North-west of Jerez is Doñana National Park, a UNESCO World Heritage site and bird-watching paradise. It is a couple hours’ drive, as the motorway loops around the east side before accessing it from the north, making it a good day-trip destination. The park comprises woods, wetlands, and coast, and is a beacon for migratory birds including the critically endangered imperial eagle. It is also the main stronghold of the world’s most threatened wild cat, the Iberian lynx. Self-guided tours are not allowed; but Doñana Reservas offers group and private expeditions. One perk of the tours is they depart from El Rocio. This white-washed village is famed for its classic architecture, sand streets, and inhabitants that run errands on horseback.

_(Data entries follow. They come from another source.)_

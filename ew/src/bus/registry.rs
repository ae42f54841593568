//! Topic subscriber registry

use std::collections::HashMap;
use std::panic::{AssertUnwindSafe, catch_unwind};
use std::sync::atomic::{AtomicU64, Ordering};
use std::sync::{Arc, Mutex, Weak};

use tracing::{debug, warn};

use super::types::NamedEvent;
use crate::lock;

/// Callback invoked for every event on a subscribed topic
pub type Handler = Arc<dyn Fn(&NamedEvent) + Send + Sync>;

/// Identifier of one registration
pub type SubscriptionId = u64;

/// Registrations keyed by topic, each topic in subscription order
#[derive(Default)]
pub struct SubscriberRegistry {
    next_id: AtomicU64,
    topics: Mutex<HashMap<String, Vec<(SubscriptionId, Handler)>>>,
}

impl SubscriberRegistry {
    pub fn new() -> Self {
        Self::default()
    }

    /// Register `handler` for `topic`
    pub fn add(&self, topic: &str, handler: Handler) -> SubscriptionId {
        let id = self.next_id.fetch_add(1, Ordering::Relaxed) + 1;
        let mut topics = lock(&self.topics);
        topics.entry(topic.to_string()).or_default().push((id, handler));
        debug!(topic, id, subscribers = topics[topic].len(), "SubscriberRegistry::add");
        id
    }

    /// Remove exactly one registration; false if it was already gone
    pub fn remove(&self, topic: &str, id: SubscriptionId) -> bool {
        let mut topics = lock(&self.topics);
        let Some(entries) = topics.get_mut(topic) else {
            return false;
        };
        let before = entries.len();
        entries.retain(|(entry_id, _)| *entry_id != id);
        let removed = entries.len() != before;
        if entries.is_empty() {
            topics.remove(topic);
        }
        debug!(topic, id, removed, "SubscriberRegistry::remove");
        removed
    }

    /// Invoke every current subscriber of the event's topic, in order
    ///
    /// Handlers run on a snapshot taken outside the lock, so a handler may
    /// subscribe or unsubscribe without deadlocking. A panicking handler is
    /// logged and skipped. Returns the number of handlers that completed.
    pub fn dispatch(&self, event: &NamedEvent) -> usize {
        let handlers: Vec<(SubscriptionId, Handler)> = match lock(&self.topics).get(&event.topic) {
            Some(entries) => entries.clone(),
            None => return 0,
        };

        let mut delivered = 0;
        for (id, handler) in handlers {
            match catch_unwind(AssertUnwindSafe(|| handler(event))) {
                Ok(()) => delivered += 1,
                Err(_) => warn!(topic = %event.topic, id, "dispatch: subscriber panicked"),
            }
        }
        delivered
    }

    pub fn subscriber_count(&self, topic: &str) -> usize {
        lock(&self.topics).get(topic).map_or(0, Vec::len)
    }

    pub fn topics(&self) -> Vec<String> {
        let mut topics: Vec<String> = lock(&self.topics).keys().cloned().collect();
        topics.sort();
        topics
    }

    /// Drop every registration
    pub fn clear(&self) {
        debug!("SubscriberRegistry::clear: called");
        lock(&self.topics).clear();
    }
}

/// Handle to one registration
///
/// Dropping the handle keeps the registration; call [`Subscription::unsubscribe`]
/// to remove it. Unsubscribing twice, or after the bus is gone, does nothing.
#[derive(Debug, Clone)]
pub struct Subscription {
    topic: String,
    id: SubscriptionId,
    registry: Weak<SubscriberRegistry>,
}

impl Subscription {
    pub(crate) fn new(topic: &str, id: SubscriptionId, registry: &Arc<SubscriberRegistry>) -> Self {
        Self {
            topic: topic.to_string(),
            id,
            registry: Arc::downgrade(registry),
        }
    }

    pub fn topic(&self) -> &str {
        &self.topic
    }

    pub fn id(&self) -> SubscriptionId {
        self.id
    }

    pub fn unsubscribe(&self) {
        if let Some(registry) = self.registry.upgrade() {
            registry.remove(&self.topic, self.id);
        }
    }
}
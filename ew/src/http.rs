//! Shared HTTP helpers

use reqwest::Client;
use reqwest::header::{HeaderMap, RETRY_AFTER};
use std::time::Duration;
use tracing::debug;

/// Fallback when a 429 carries no usable Retry-After header
const DEFAULT_RETRY_AFTER_SECS: u64 = 60;

/// Build a client suited to long-lived streamed responses
///
/// Only the connect phase is bounded; a total request timeout would cut off
/// healthy streams.
pub(crate) fn build_client(connect_timeout: Duration) -> reqwest::Result<Client> {
    debug!(?connect_timeout, "build_client: called");
    Client::builder().connect_timeout(connect_timeout).build()
}

/// Seconds form of Retry-After, or the fallback
pub(crate) fn retry_after(headers: &HeaderMap) -> Duration {
    let secs = headers
        .get(RETRY_AFTER)
        .and_then(|v| v.to_str().ok())
        .and_then(|s| s.trim().parse::<u64>().ok())
        .unwrap_or(DEFAULT_RETRY_AFTER_SECS);
    Duration::from_secs(secs)
}
//! eventwire - real-time event and streaming-response client
//!
//! Turns an unreliable, chunked server-push transport into clean typed events
//! for an admin/chat console.
//!
//! # Modules
//!
//! - [`stream`] - chunk reassembly, frame decoding and the streamed chat client
//! - [`guard`] - rate-limit guard with backoff and short-TTL suppression
//! - [`bus`] - one live event connection fanned out to topic subscribers
//! - [`api`] - minimal JSON API client with throttling detection
//! - [`session`] - per-session bundle of guard and bus
//! - [`config`] - Configuration types and loading
//! - [`cli`] - Command-line interface

use std::sync::{Mutex, MutexGuard, PoisonError};

pub mod api;
pub mod bus;
pub mod cli;
pub mod config;
pub mod guard;
mod http;
pub mod session;
pub mod stream;

// Re-export commonly used types
pub use api::{ApiClient, ApiError};
pub use bus::{
    BusOptions, ConnectionState, ConnectionStatus, DisconnectReason, EventBus, EventTransport, HttpEventTransport,
    NamedEvent, Subscription, TransportError,
};
pub use config::Config;
pub use guard::{BackoffPolicy, BackoffState, RateLimitGuard, Sleeper, Throttled, TokioSleeper};
pub use session::Session;
pub use stream::{ChatClient, ChunkReassembler, DecodeError, StreamError, StreamFrame, StreamSummary};

/// Lock a mutex, recovering the data if a previous holder panicked
///
/// Subscriber callbacks run outside every lock, so a poisoned mutex only means
/// a panic elsewhere; the protected maps are still consistent.
pub(crate) fn lock<T>(mutex: &Mutex<T>) -> MutexGuard<'_, T> {
    mutex.lock().unwrap_or_else(PoisonError::into_inner)
}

Each February for the past 24 years, Jerez has filled with flamenco aficionados from around the world—the Japanese are particularly partial. In 2021, the festival moved to May 6 to 22 as a Covid-19 measure. Programming includes ballet, traditional flamenco, guitar, singing, drama, and even harp-playing. It is also popular for its professional dance classes and innumerable informal performances.
More information online here: Festival de Jerez
Feria de Caballo de Jerez
Once a humble horse-trading fair, the Feria de Caballo, known simply as Feria, takes place in early May. The city shuts down as everyone from eight months to 80 years old climbs into fancy dress and makes their way for the fairy-lit Parque Gonzalez Hontoria. Horses are still present but, for most, the focus is the dozens of casetas (small bars) where eating, drinking, dancing, and flirting carry on till the early hours.
More information online here: Jerez Feria
The week before Easter in Jerez is a spectacle that is dazzling, or unnerving, depending on your point of view. Numerous Catholic hermandades—brotherhoods—spend months practice-marching along their designated procession route carrying litters weighted with sandbags to mimic the heft of the icon they will bear. Each night of Holy Week, the air shivers with the plaintive notes of reed instruments and reverberates with drums as cloaked figures in pointed hoods march in somber time. Locals dressed in Sunday best pack every inch of the route. Fortunately, the solemnity does not preclude sherry consumption.